Looking to add a new stream of revenue in a rough time for the print media industry, the Washington City Paper this week is introducing a daily deals operation that its publisher hopes will further its relationship with its longtime advertisers.

“It’s just a different platform for ways in which you are helping your clients market their businesses,” said Amy Austin, the alt-weekly’s publisher. “There’s print. There’s online. There’s events. And there’s e-commerce.”

Called Real Deals, the new platform appeared on the City Paper’s website yesterday with a 50-percent-off coupon for the Still Point Spa in Takoma Park. The spa, not coincidentally, was chosen last year by readers as the best area day spa in the alt-weekly’s Best Of issue. Austin told DCist that Best Of winners were approached first for the new deals page, but that she hopes the City Paper’s larger rolodex of advertisers will want to participate, too.

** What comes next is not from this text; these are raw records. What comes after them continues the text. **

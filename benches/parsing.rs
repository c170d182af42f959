//! Benchmarks for the output parsing path
//!
//! Run with: cargo bench

use criterion::{BenchmarkId, Criterion, black_box, criterion_group, criterion_main};
use csx::query::{build_records, count_lines, parse_line};

/// cscope-style output with `n` lines
fn sample_output(n: usize) -> Vec<u8> {
    (0..n)
        .map(|i| {
            format!(
                "drivers/net/ethernet/dev{i}.c dev_open_{i} {} \tret = netif_open(dev, {i});\n",
                i * 7 + 1
            )
        })
        .collect::<String>()
        .into_bytes()
}

fn bench_parse_line(c: &mut Criterion) {
    let lines: Vec<(&str, Vec<u8>)> = vec![
        ("short", b"a.c f 1 x".to_vec()),
        (
            "typical",
            b"kernel/sched/core.c __schedule 6512 static void __sched notrace __schedule(unsigned int sched_mode)".to_vec(),
        ),
        ("overlong_file", format!("{} f 1 x", "p/".repeat(1000)).into_bytes()),
        ("overlong_context", format!("a.c f 1 {}", "y".repeat(4096)).into_bytes()),
    ];

    let mut group = c.benchmark_group("parse_line");
    for (name, line) in &lines {
        group.bench_with_input(BenchmarkId::from_parameter(name), line, |b, l| {
            b.iter(|| parse_line(black_box(l)))
        });
    }
    group.finish();
}

fn bench_build_records(c: &mut Criterion) {
    let mut group = c.benchmark_group("build_records");
    for n in [10, 1_000, 50_000] {
        let raw = sample_output(n);
        group.bench_with_input(BenchmarkId::from_parameter(n), &raw, |b, raw| {
            b.iter(|| build_records(black_box(raw), count_lines(raw)))
        });
    }
    group.finish();
}

criterion_group!(benches, bench_parse_line, bench_build_records);

criterion_main!(benches);
//! # csx - cscope query browser
//!
//! csx runs `cscope` line-mode queries against a prebuilt symbol database,
//! parses the results into records and lets you jump to them in your
//! editor.
//!
//! ## Architecture
//!
//! - [`query`] - Process runner, line parser, result builder and the query session
//! - [`error`] - Query and directory validation errors
//! - [`tui`] - Interactive terminal UI (feature `interactive`)
//! - [`output`] - Printing records for non-interactive use
//! - [`utils`] - Configuration, logging and path handling
//!
//! ## Quick Start
//!
//! ```no_run
//! use csx::query::{Operation, QuerySession};
//!
//! let mut session: QuerySession = QuerySession::default();
//! session.set_index_directory("~/src/linux").unwrap();
//!
//! let results = session.execute_query(Operation::Definition, "schedule").unwrap();
//! for record in results.records() {
//!     println!("{}:{} {}", record.file.display(), record.line, record.context);
//! }
//!
//! // Resolve the first match to an absolute path for the editor
//! let target = session.select_record(0);
//! ```

pub mod error;
pub mod output;
pub mod query;
#[cfg(feature = "interactive")]
pub mod tui;
pub mod utils;
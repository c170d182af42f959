//! The query pipeline: run cscope, capture its output, parse it into records.

pub mod parser;
pub mod results;
pub mod runner;
pub mod session;
pub mod types;

pub use parser::parse_line;
pub use results::{build_records, count_lines};
pub use runner::{ProcessRunner, QueryCommand, Runner};
pub use session::QuerySession;
pub use types::{Operation, QueryRecord, ResultSet, Selection};
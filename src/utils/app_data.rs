use crate::query::session::DEFAULT_TOOL;
use crate::utils::paths::DEFAULT_DATABASE;
use anyhow::{Context, Result};
use serde::{Deserialize, Serialize};
use std::fs;
use std::path::{Path, PathBuf};

const APP_NAME: &str = "csx";
const CONFIG_FILE: &str = "config.json";
const LOG_FILE: &str = "csx.log";

/// Application configuration stored in the app data directory
#[derive(Debug, Clone, PartialEq, Eq, Serialize, Deserialize)]
pub struct AppConfig {
    /// Result pane below the editor view (true) or to its right (false)
    #[serde(default = "default_split_horizontal")]
    pub split_horizontal: bool,

    /// cscope executable name or path
    #[serde(default = "default_tool")]
    pub tool: String,

    /// Database file looked up inside the symbol directory
    #[serde(default = "default_database_file")]
    pub database_file: String,

    /// Editor used to open results; falls back to $EDITOR, then vi
    #[serde(default)]
    pub editor: Option<String>,

    /// Symbol directory to validate at start-up
    #[serde(default)]
    pub index_directory: Option<String>,
}

fn default_split_horizontal() -> bool {
    true
}

fn default_tool() -> String {
    DEFAULT_TOOL.to_string()
}

fn default_database_file() -> String {
    DEFAULT_DATABASE.to_string()
}

impl Default for AppConfig {
    fn default() -> Self {
        Self {
            split_horizontal: default_split_horizontal(),
            tool: default_tool(),
            database_file: default_database_file(),
            editor: None,
            index_directory: None,
        }
    }
}

impl AppConfig {
    /// Load config from the app data directory, or return default if not found
    pub fn load() -> Result<Self> {
        Self::load_from(&get_config_path()?)
    }

    pub fn load_from(config_path: &Path) -> Result<Self> {
        if config_path.exists() {
            let content = fs::read_to_string(config_path)
                .with_context(|| format!("Failed to read {}", config_path.display()))?;
            let config: AppConfig = serde_json::from_str(&content)
                .with_context(|| format!("Failed to parse {}", config_path.display()))?;
            Ok(config)
        } else {
            Ok(Self::default())
        }
    }

    /// Save config to the app data directory
    pub fn save_to(&self, config_path: &Path) -> Result<()> {
        let content = serde_json::to_string_pretty(self)
            .context("Failed to serialize config")?;
        fs::write(config_path, content)
            .context("Failed to write config file")?;
        Ok(())
    }

    /// Editor command: config, then $EDITOR, then vi
    pub fn effective_editor(&self) -> String {
        self.editor
            .clone()
            .or_else(|| std::env::var("EDITOR").ok())
            .filter(|e| !e.trim().is_empty())
            .unwrap_or_else(|| "vi".to_string())
    }
}

/// Get the path to the config file
pub fn get_config_path() -> Result<PathBuf> {
    let app_dir = get_app_data_dir()?;
    Ok(app_dir.join(CONFIG_FILE))
}

/// Get the path of the log file written while the TUI owns the terminal
pub fn get_log_path() -> Result<PathBuf> {
    let app_dir = get_app_data_dir()?;
    Ok(app_dir.join(LOG_FILE))
}

/// Get the application data directory
pub fn get_app_data_dir() -> Result<PathBuf> {
    let base = if cfg!(target_os = "macos") {
        dirs::home_dir()
            .map(|h| h.join("Library").join("Application Support"))
    } else if cfg!(target_os = "windows") {
        dirs::data_local_dir()
    } else {
        // Linux/Unix: use XDG_DATA_HOME or ~/.local/share
        dirs::data_dir()
    };

    let base = base.context("Could not determine app data directory")?;
    let app_dir = base.join(APP_NAME);

    fs::create_dir_all(&app_dir)?;
    Ok(app_dir)
}

#[cfg(test)]
mod tests {
    use super::*;
    use tempfile::TempDir;

    #[test]
    fn test_app_config_default() {
        let config = AppConfig::default();
        assert!(config.split_horizontal);
        assert_eq!(config.tool, "cscope");
        assert_eq!(config.database_file, "cscope.out");
        assert_eq!(config.index_directory, None);
    }

    #[test]
    fn test_app_config_serialization() {
        let config = AppConfig {
            split_horizontal: false,
            tool: "/usr/local/bin/cscope".to_string(),
            database_file: "cscope.out".to_string(),
            editor: Some("nvim".to_string()),
            index_directory: Some("~/src/linux".to_string()),
        };

        let json = serde_json::to_string(&config).unwrap();
        let parsed: AppConfig = serde_json::from_str(&json).unwrap();

        assert_eq!(parsed, config);
    }

    #[test]
    fn test_app_config_partial_json() {
        // Should use defaults for missing fields
        let json = r#"{"split_horizontal": false}"#;
        let config: AppConfig = serde_json::from_str(json).unwrap();

        assert!(!config.split_horizontal);
        assert_eq!(config.tool, "cscope");
    }

    #[test]
    fn test_app_config_empty_json() {
        let config: AppConfig = serde_json::from_str("{}").unwrap();
        assert_eq!(config, AppConfig::default());
    }

    #[test]
    fn test_load_missing_file_is_default() {
        let dir = TempDir::new().unwrap();
        let config = AppConfig::load_from(&dir.path().join("absent.json")).unwrap();
        assert_eq!(config, AppConfig::default());
    }

    #[test]
    fn test_save_then_load() {
        let dir = TempDir::new().unwrap();
        let path = dir.path().join(CONFIG_FILE);
        let config = AppConfig {
            editor: Some("emacs -nw".to_string()),
            ..AppConfig::default()
        };

        config.save_to(&path).unwrap();

        assert_eq!(AppConfig::load_from(&path).unwrap(), config);
    }

    #[test]
    fn test_load_rejects_bad_json() {
        let dir = TempDir::new().unwrap();
        let path = dir.path().join(CONFIG_FILE);
        fs::write(&path, "{ not json").unwrap();

        assert!(AppConfig::load_from(&path).is_err());
    }

    #[test]
    fn test_configured_editor_wins() {
        let config = AppConfig {
            editor: Some("nano".to_string()),
            ..AppConfig::default()
        };
        assert_eq!(config.effective_editor(), "nano");
    }
}
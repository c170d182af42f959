//! Running the indexer as a child process and capturing its output.

use crate::error::QueryError;
use std::ffi::OsString;
use std::fmt;
use std::io::{self, Read};
use std::path::Path;
use std::process::{Command, Stdio};

use super::types::Operation;

/// Read granularity for child output
pub const CHUNK_SIZE: usize = 1024;

/// A program and its argument vector.
///
/// Arguments are handed to the OS as-is; no shell ever sees them.
#[derive(Debug, Clone, PartialEq, Eq)]
pub struct QueryCommand {
    pub program: String,
    pub args: Vec<OsString>,
}

impl QueryCommand {
    pub fn new(program: impl Into<String>) -> Self {
        Self {
            program: program.into(),
            args: Vec::new(),
        }
    }

    pub fn arg(mut self, arg: impl Into<OsString>) -> Self {
        self.args.push(arg.into());
        self
    }

    /// `<tool> -p8 -d -f <database> -L<code> <symbol>`
    pub fn cscope(tool: &str, database: &Path, operation: Operation, symbol: &str) -> Self {
        Self::new(tool)
            .arg("-p8")
            .arg("-d")
            .arg("-f")
            .arg(database)
            .arg(format!("-L{}", operation.code()))
            .arg(symbol)
    }
}

impl fmt::Display for QueryCommand {
    fn fmt(&self, f: &mut fmt::Formatter<'_>) -> fmt::Result {
        f.write_str(&self.program)?;
        for arg in &self.args {
            write!(f, " {}", arg.to_string_lossy())?;
        }
        Ok(())
    }
}

/// Executes a query command and returns everything it wrote to stdout
pub trait Runner {
    fn run(&self, command: &QueryCommand) -> Result<Vec<u8>, QueryError>;
}

/// Spawns the command as a real child process.
///
/// The exit status is ignored: only the output stream matters. The child
/// is always reaped before returning, and killed first if reading failed.
#[derive(Debug, Clone, Copy, Default)]
pub struct ProcessRunner;

impl Runner for ProcessRunner {
    fn run(&self, command: &QueryCommand) -> Result<Vec<u8>, QueryError> {
        tracing::debug!(%command, "spawning query");

        let mut child = Command::new(&command.program)
            .args(&command.args)
            .stdin(Stdio::null())
            .stdout(Stdio::piped())
            .stderr(Stdio::null())
            .spawn()
            .map_err(|source| QueryError::Spawn {
                program: command.program.clone(),
                source,
            })?;

        let result = match child.stdout.take() {
            Some(mut stdout) => read_chunked(&mut stdout),
            None => Err(QueryError::StreamRead(io::Error::other(
                "child stdout was not captured",
            ))),
        };

        if result.is_err() {
            let _ = child.kill();
        }
        let _ = child.wait();

        if let Ok(ref output) = result {
            tracing::debug!(bytes = output.len(), "query output captured");
        }
        result
    }
}

/// Read a stream to its end in [`CHUNK_SIZE`] steps.
///
/// Room for a full chunk is reserved before every read, so nothing is lost
/// however long the output is. A read error discards what was buffered so
/// far, and a stream that ends without producing a byte is
/// [`QueryError::EmptyResult`].
pub fn read_chunked<R: Read>(reader: &mut R) -> Result<Vec<u8>, QueryError> {
    let mut buf: Vec<u8> = Vec::new();

    loop {
        let start = buf.len();
        buf.try_reserve(CHUNK_SIZE)
            .map_err(|_| QueryError::OutOfMemory)?;
        buf.resize(start + CHUNK_SIZE, 0);

        let read = loop {
            match reader.read(&mut buf[start..]) {
                Ok(n) => break n,
                Err(e) if e.kind() == io::ErrorKind::Interrupted => continue,
                Err(e) => return Err(QueryError::StreamRead(e)),
            }
        };

        buf.truncate(start + read);
        if read == 0 {
            break;
        }
    }

    if buf.is_empty() {
        return Err(QueryError::EmptyResult);
    }

    buf.shrink_to_fit();
    Ok(buf)
}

But the City Paper is hardly the first newspaper to try to boost its revenue through the model spearheaded by companies like Groupon and LivingSocial. Last May The Washington Post launched The Capitol Deal, which sells a variety of heavily discounted food, retail and travel packages. And just as the City Paper’s Real Deals capitalizes on its popular Best Of issue, The Capitol Deal blurbs Post coverage in marketing its offers. Both papers maintain there is no interaction between their editorial and business sides on the daily deals operations.

At the alt-weekly level, the City Paper’s corporate siblings in CL Inc. (formerly known as Creative Loafing)—the Chicago Reader and Creative Loafing Atlanta—have had deals sites running for more than a year. Austin said the ventures have been successful for the other papers, and in some cases have branched out beyond simple coupons. The Reader’s platform, also called Real Deals, has scratched together one-off underground restaurant events.

“The common thread is creating these unique experiences,” Austin said. “A lot of our clients do multiple kinds of business with us.”

Though recent issues of the City Paper have sometimes felt a bit leaner than usual and several open editorial positions have gone unfilled for several months, Austin said the paper’s financial health is good. CL Inc., which is itself owned by Atalaya Capital Management, a private equity firm in New York, sold off its papers in Tampa, Fla. and Charlotte, N.C. last October.

Though City Paper’s Real Deals operation is in its very early infancy—so far just eight coupons for the Still Point Spa offer have been sold—Austin is confident it will catch on, even if the online coupon market seems a bit saturated. (Besides the City Paper and the Post, WUSA also runs a daily deals operation, to say nothing of market giants LivingSocial and Groupon.) Relationships with advertisers that date back to the City Paper’s founding in 1981 will go a long way, Austin predicted.

“We have 30-year relationships with the market,” she said. “There’s ways to better the experience for readers and clients.”

(Disclosure: Before joining DCist I was a frequent contributor to the City Paper and my name still appears in its masthead as a contributing writer. While a regular at the alt-weekly, I had very little interaction with Austin or any of the advertising staff.)